Se una persona argomenta in modo corretto, anche con forza, i propri argomenti, non ha e non dovrà mai temere nulla. Chi esagera per mero spirito di polemica politica o peggio, si faccia un esame di coscienza.

Chi non è di destra è considerato 'buonista'. Forse i 'buonisti' si sono stufati di essere insultati".

Elisa Bozzoli, Avvocato, chiarisce il concetto di censura, parola "tirata in ballo" da alcuni bronesi in merito al tema.

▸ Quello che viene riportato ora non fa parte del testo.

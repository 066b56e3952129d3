//! Parsing of code-list ("lookup") endpoint payloads.
//!
//! Payloads are shaped `{"CodeList": [{"ValidValue": [ {..}, .. ]}]}`. Only
//! the first code list is read.

use serde_json::Value;

use crate::{
  Result,
  extract::{Fields, array},
  model::LookupCode,
};

pub const VALID_VALUES: &str = "/CodeList/0/ValidValue";

/// Map every `ValidValue` entry to a [`LookupCode`].
///
/// A single malformed entry rejects the whole payload.
pub fn parse_code_list(payload: &Value) -> Result<Vec<LookupCode>> {
  array(payload, VALID_VALUES)?
    .iter()
    .enumerate()
    .map(|(index, entry)| {
      let f = Fields::new(entry, index);
      Ok(LookupCode {
        code:          f.string("/Code")?,
        display_value: f.string("/Value")?,
        family:        f.string("/JobFamily")?,
        last_modified: f.epoch("/LastModified")?,
        disabled:      f.flag("/IsDisabled")?,
      })
    })
    .collect()
}

#[cfg(test)]
mod tests {
  use serde_json::json;

  use super::*;
  use crate::Error;

  fn payload(entries: Value) -> Value {
    json!({ "CodeList": [{ "id": "OCCUPATIONALSERIES", "ValidValue": entries }] })
  }

  #[test]
  fn parses_valid_values() {
    let codes = parse_code_list(&payload(json!([
      {
        "Code": "EN", "Value": "Engineering", "JobFamily": "0800",
        "LastModified": "2023-01-01T00:00:00", "IsDisabled": "No"
      },
      {
        "Code": "0301", "Value": "Miscellaneous Administration", "JobFamily": "0300",
        "LastModified": "2022-06-30T12:15:00.117", "IsDisabled": "Yes"
      }
    ])))
    .unwrap();

    assert_eq!(codes.len(), 2);
    assert_eq!(codes[0], LookupCode {
      code:          "EN".into(),
      display_value: "Engineering".into(),
      family:        "0800".into(),
      last_modified: 1_672_531_200,
      disabled:      false,
    });
    assert!(codes[1].disabled);
  }

  #[test]
  fn empty_list_is_fine() {
    assert!(parse_code_list(&payload(json!([]))).unwrap().is_empty());
  }

  #[test]
  fn missing_code_list_is_malformed() {
    let err = parse_code_list(&json!({ "Other": [] })).unwrap_err();
    assert!(matches!(
      err,
      Error::MalformedRecord { index: None, ref pointer, .. } if pointer == VALID_VALUES
    ));
  }

  #[test]
  fn missing_field_rejects_payload() {
    let err = parse_code_list(&payload(json!([
      { "Code": "EN", "Value": "Engineering", "LastModified": "2023-01-01T00:00:00", "IsDisabled": "No" }
    ])))
    .unwrap_err();
    assert!(matches!(
      err,
      Error::MalformedRecord { index: Some(0), ref pointer, .. } if pointer == "/JobFamily"
    ));
  }
}
//! Error types for `usjobs-core`.

use thiserror::Error;

#[derive(Debug, Error)]
pub enum Error {
  /// A required field is absent or has the wrong shape. The whole payload is
  /// rejected; no partial page is ever returned.
  #[error("malformed record{}: {pointer}: {reason}", item_label(.index))]
  MalformedRecord {
    index:   Option<usize>,
    pointer: String,
    reason:  String,
  },

  #[error("unrecognised timestamp: {input:?}")]
  DateParse { input: String },
}

impl Error {
  pub(crate) fn malformed(
    index: Option<usize>,
    pointer: &str,
    reason: impl Into<String>,
  ) -> Self {
    Error::MalformedRecord {
      index,
      pointer: pointer.to_owned(),
      reason: reason.into(),
    }
  }
}

fn item_label(index: &Option<usize>) -> String {
  match index {
    Some(i) => format!(" (item {i})"),
    None => String::new(),
  }
}

pub type Result<T, E = Error> = std::result::Result<T, E>;
//! Batch ETL that refreshes the usjobs warehouse.
//!
//! A run provisions the schema, reloads the code-list lookups, then walks
//! every page of each configured keyword search into the `dimjobs` dimension
//! and the `FactJobSearch` fact table. See [`pipeline::run`].

pub mod config;
pub mod error;
pub mod lookup;
pub mod pipeline;
pub mod search;

pub use config::EtlConfig;
pub use error::{Error, Result};
pub use pipeline::{Pipeline, RunReport, RunState};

"Mentre discorrevo con alcuni conoscenti a proposito dell’affidamento, da parte del Comune di Broni, di un incarico ad uno studio legale al fine di tutelare la propria immagine da potenziali lesioni alla reputazione dell’Ente, ho sentito qualcuno fare riferimento al concetto di 'censura'.

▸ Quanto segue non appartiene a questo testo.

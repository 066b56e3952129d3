//! Search result normalization.
//!
//! Flattens one page of the search endpoint's nested JSON into
//! [`SearchResultItem`] rows by fixed-path extraction. The policy is
//! all-or-nothing per page: the first missing required field aborts the
//! page with [`Error::MalformedRecord`](crate::Error::MalformedRecord).
//! A `null` text field is kept as `None`; a `null` number or start date
//! is rejected.

use serde_json::Value;

use crate::{
  Error, Result,
  extract::{Fields, array},
  model::SearchResultItem,
};

pub const RESULT_COUNT: &str = "/SearchResult/SearchResultCount";
pub const RESULT_ITEMS: &str = "/SearchResult/SearchResultItems";

const DESCRIPTOR: &str = "/MatchedObjectDescriptor";
const REMUNERATION: &str = "/MatchedObjectDescriptor/PositionRemuneration/0";
const DETAILS: &str = "/MatchedObjectDescriptor/UserArea/Details";

/// Number of results the server reports for this page. Zero marks the end of
/// pagination.
pub fn result_count(page: &Value) -> Result<i64> {
  page
    .pointer(RESULT_COUNT)
    .and_then(Value::as_i64)
    .ok_or_else(|| Error::malformed(None, RESULT_COUNT, "expected an integer"))
}

/// Normalize a whole page, returning its items in server order along with
/// the reported result count.
pub fn normalize(page: &Value) -> Result<(Vec<SearchResultItem>, i64)> {
  let count = result_count(page)?;
  let items = array(page, RESULT_ITEMS)?
    .iter()
    .enumerate()
    .map(|(index, item)| normalize_item(&Fields::new(item, index)))
    .collect::<Result<Vec<_>>>()?;
  Ok((items, count))
}

fn normalize_item(f: &Fields<'_>) -> Result<SearchResultItem> {
  let d = |leaf: &str| format!("{DESCRIPTOR}/{leaf}");
  let pay = |leaf: &str| format!("{REMUNERATION}/{leaf}");
  let det = |leaf: &str| format!("{DETAILS}/{leaf}");

  Ok(SearchResultItem {
    matched_object_id:      f.integer("/MatchedObjectId")?,
    position_id:            f.nullable_string(&d("PositionID"))?,
    position_title:         f.nullable_string(&d("PositionTitle"))?,
    organization_name:      f.nullable_string(&d("OrganizationName"))?,
    job_grade:              f.nullable_string(&d("JobGrade/0/Code"))?,
    minimum_range:          f.real(&pay("MinimumRange"))?,
    maximum_range:          f.real(&pay("MaximumRange"))?,
    rate_interval_code:     f.nullable_string(&pay("RateIntervalCode"))?,
    position_start_date:    f.epoch(&d("PositionStartDate"))?,
    position_end_date:      f.optional_epoch(&d("PositionEndDate"))?,
    publication_start_date: f.optional_epoch(&d("PublicationStartDate"))?,
    application_close_date: f.optional_epoch(&d("ApplicationCloseDate"))?,
    low_grade:              f.integer(&det("LowGrade"))?,
    high_grade:             f.integer(&det("HighGrade"))?,
    organization_codes:     f.nullable_string(&det("OrganizationCodes"))?,
    security_clearance:     f.nullable_string(&det("SecurityClearance"))?,
  })
}

#[cfg(test)]
mod tests {
  use serde_json::json;

  use super::*;

  fn item(id: &str) -> Value {
    json!({
      "MatchedObjectId": id,
      "MatchedObjectDescriptor": {
        "PositionID": "ABC-123",
        "PositionTitle": "Data Engineer",
        "OrganizationName": "Department of Examples",
        "JobGrade": [{ "Code": "GS" }],
        "PositionRemuneration": [{
          "MinimumRange": "90000.0",
          "MaximumRange": "120000.0",
          "RateIntervalCode": "PA"
        }],
        "PositionStartDate": "2023-01-05T10:00:00.0000",
        "ApplicationCloseDate": "2023-02-05T23:59:59.9970",
        "UserArea": {
          "Details": {
            "LowGrade": "12",
            "HighGrade": "13",
            "OrganizationCodes": "DE/DE00",
            "SecurityClearance": "Secret"
          }
        }
      }
    })
  }

  fn page(count: i64, items: Vec<Value>) -> Value {
    json!({
      "SearchResult": {
        "SearchResultCount": count,
        "SearchResultCountAll": 120,
        "SearchResultItems": items
      }
    })
  }

  #[test]
  fn flattens_nested_item() {
    let (items, count) = normalize(&page(1, vec![item("712345600")])).unwrap();
    assert_eq!(count, 1);
    let it = &items[0];
    assert_eq!(it.matched_object_id, 712_345_600);
    assert_eq!(it.position_title.as_deref(), Some("Data Engineer"));
    assert_eq!(it.job_grade.as_deref(), Some("GS"));
    assert_eq!(it.minimum_range, 90_000.0);
    assert_eq!(it.rate_interval_code.as_deref(), Some("PA"));
    assert_eq!(it.position_start_date, 1_672_912_800);
    assert_eq!(it.position_end_date, None);
    assert!(it.application_close_date.is_some());
    assert_eq!((it.low_grade, it.high_grade), (12, 13));
    assert_eq!(it.security_clearance.as_deref(), Some("Secret"));
  }

  #[test]
  fn preserves_server_order() {
    let (items, _) = normalize(&page(3, vec![item("3"), item("1"), item("2")])).unwrap();
    let ids: Vec<_> = items.iter().map(|i| i.matched_object_id).collect();
    assert_eq!(ids, vec![3, 1, 2]);
  }

  #[test]
  fn empty_final_page() {
    let (items, count) = normalize(&page(0, vec![])).unwrap();
    assert!(items.is_empty());
    assert_eq!(count, 0);
  }

  #[test]
  fn missing_remuneration_aborts_page() {
    let mut bad = item("2");
    bad["MatchedObjectDescriptor"]
      .as_object_mut()
      .unwrap()
      .remove("PositionRemuneration");

    let err = normalize(&page(2, vec![item("1"), bad])).unwrap_err();
    match err {
      Error::MalformedRecord { index, pointer, .. } => {
        assert_eq!(index, Some(1));
        assert!(pointer.contains("PositionRemuneration"));
      }
      other => panic!("unexpected error: {other}"),
    }
  }

  #[test]
  fn null_text_field_is_kept_as_none() {
    let mut sparse = item("1");
    sparse["MatchedObjectDescriptor"]["UserArea"]["Details"]["SecurityClearance"] = Value::Null;
    sparse["MatchedObjectDescriptor"]["UserArea"]["Details"]["OrganizationCodes"] = Value::Null;

    let (items, _) = normalize(&page(1, vec![sparse])).unwrap();
    assert_eq!(items[0].security_clearance, None);
    assert_eq!(items[0].organization_codes, None);
    assert_eq!(items[0].position_title.as_deref(), Some("Data Engineer"));
  }

  #[test]
  fn absent_text_field_aborts_page() {
    let mut bad = item("1");
    bad["MatchedObjectDescriptor"]["UserArea"]["Details"]
      .as_object_mut()
      .unwrap()
      .remove("SecurityClearance");

    let err = normalize(&page(1, vec![bad])).unwrap_err();
    assert!(matches!(
      err,
      Error::MalformedRecord { index: Some(0), ref pointer, ref reason }
        if pointer.ends_with("/SecurityClearance") && reason == "missing"
    ));
  }

  #[test]
  fn null_salary_aborts_page() {
    let mut bad = item("1");
    bad["MatchedObjectDescriptor"]["PositionRemuneration"][0]["MinimumRange"] = Value::Null;
    assert!(matches!(
      normalize(&page(1, vec![bad])),
      Err(Error::MalformedRecord { index: Some(0), .. })
    ));
  }

  #[test]
  fn bad_start_date_is_a_date_error() {
    let mut bad = item("1");
    bad["MatchedObjectDescriptor"]["PositionStartDate"] = json!("next tuesday");
    assert!(matches!(
      normalize(&page(1, vec![bad])),
      Err(Error::DateParse { .. })
    ));
  }

  #[test]
  fn missing_count_is_malformed() {
    let err = normalize(&json!({ "SearchResult": { "SearchResultItems": [] } })).unwrap_err();
    assert!(matches!(
      err,
      Error::MalformedRecord { index: None, ref pointer, .. } if pointer == RESULT_COUNT
    ));
  }
}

Personalmente non trovo corretta tale associazione; al contrario credo che il Comune di Broni, attraverso questa decisione, intenda semplicemente mandare un segnale forte e chiaro che, a mio avviso, in linea di principio è del tutto condivisibile. Non viene messo in discussione il diritto di esporre con qualsiasi mezzo di comunicazione le proprie idee, anche di manifestare il proprio disappunto nei confronti di iniziative o di persone; ciò che rileva è che opinioni e critiche non travalichino il limite del rispetto altrui, che non sconfinino in offese generiche, personali e disancorate da quelle che sono le sane tensioni politiche tra rappresentanti (o anche solo simpatizzanti) di maggioranza e opposizione.

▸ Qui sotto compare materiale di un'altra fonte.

//! Code-list ("lookup") import.

use tracing::info;
use usjobs_client::{RetryClient, Transport, fetch_json};
use usjobs_core::{Warehouse, codelist::parse_code_list, warehouse::upsert_records};

use crate::{Error, Result};

/// Fetches a code-list endpoint and upserts it into its lookup table.
pub struct LookupImporter<'a, T> {
  client:   &'a RetryClient<T>,
  auth_key: &'a str,
}

impl<'a, T: Transport> LookupImporter<'a, T> {
  pub fn new(client: &'a RetryClient<T>, auth_key: &'a str) -> Self { Self { client, auth_key } }

  /// Import the code list at `url` and commit it as one unit.
  ///
  /// Re-importing the same payload leaves the table unchanged.
  pub async fn import<W: Warehouse>(&self, url: &str, warehouse: &W) -> Result<usize> {
    let payload = fetch_json(self.client, url, self.auth_key).await?;
    let codes = parse_code_list(&payload)?;

    let written = upsert_records(warehouse, &codes)
      .await
      .map_err(Error::warehouse)?;
    warehouse.commit().await.map_err(Error::warehouse)?;

    info!(url, codes = written, "lookup table refreshed");
    Ok(written)
  }
}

In altre parole, non è compromessa la libertà di manifestare le proprie opinioni purché le stesse non abbiano carattere meramente denigratorio, né siano espressione di una invettiva personale; diversamente, è giusto che tutti sappiano che le proprie esternazioni pubbliche nei confronti dell’Ente comunale potranno essere valutate, quanto ai profili di eventuale rilevanza penale, da un giudice.

Dunque, ben venga questa determinazione comunale che si pone in un'ottica di responsabilizzazione di tutti, cittadini e non, affinché si inverta una tendenza ahimè sempre più diffusa (amplificata anche dal massiccio utilizzo dei social network) a 'sparare a zero', per giunta pubblicamente, senza che prima vi sia stata una ponderazione volta a comprendere e valutare le conseguenze delle proprie affermazioni.

L'unico aspetto che mi desta qualche perplessità, non solo come avvocato ma anche e soprattutto come cittadina, riguarda le modalità di conferimento dell’incarico al legale: infatti, al di là dell’ottima reputazione di cui lo studio assegnatario gode tra gli addetti ai lavori, lo stesso sembrerebbe essere stato scelto prescindendo dall'avvio di una procedura pubblica di gara (di cui sull'albo pretorio, salvo mio errore, non ho trovato traccia).

Inoltre mi auguro che i componenti degli Organi comunali sappiano saggiamente distinguere, da un lato, tra gli attacchi personali indirizzati ai singoli e le espressioni denigratorie nei confronti del Comune inteso come ente giuridico e, dall’altro, che la determinazione di procedere nelle opportune sedi giudiziarie (con conseguente distrazione di risorse pubbliche, per far fronte ad un incremento dei costi necessari alla difesa tecnica) venga assunta solo quando la gravità delle offese ricevute abbia effettivamente assunto connotati di tale gravità e lesività, da essere meritevoli di tutela penale".

Cesare Ercole esponenete di minoranza, fa il suo... e non è assolutamente d'accordo con la scelta di Riviezzi ed è già pronto con un'interpellanza.

"Io resto allibito per questa decisione presa. Posso capire che non sia giusto a livello di social che si insulti una persona o la si maltratti dal punto di vista morale, ma resto sempre del parere che non sia necessario difendersi con un legale. Non ci si deve proteggere con gli avvocati del Comune, facendoli pagare alla collettività. Mi sembra una decisione alquanto strana: non so da che punto sia partita sinceramente, non so che episodi di oltraggio possano esserci stati per portare il Sindaco a una scelta simile.

Magari nei prossimi consigli comunali il Sindaco, attraverso un’interpellanza, ci darà delle spiegazioni".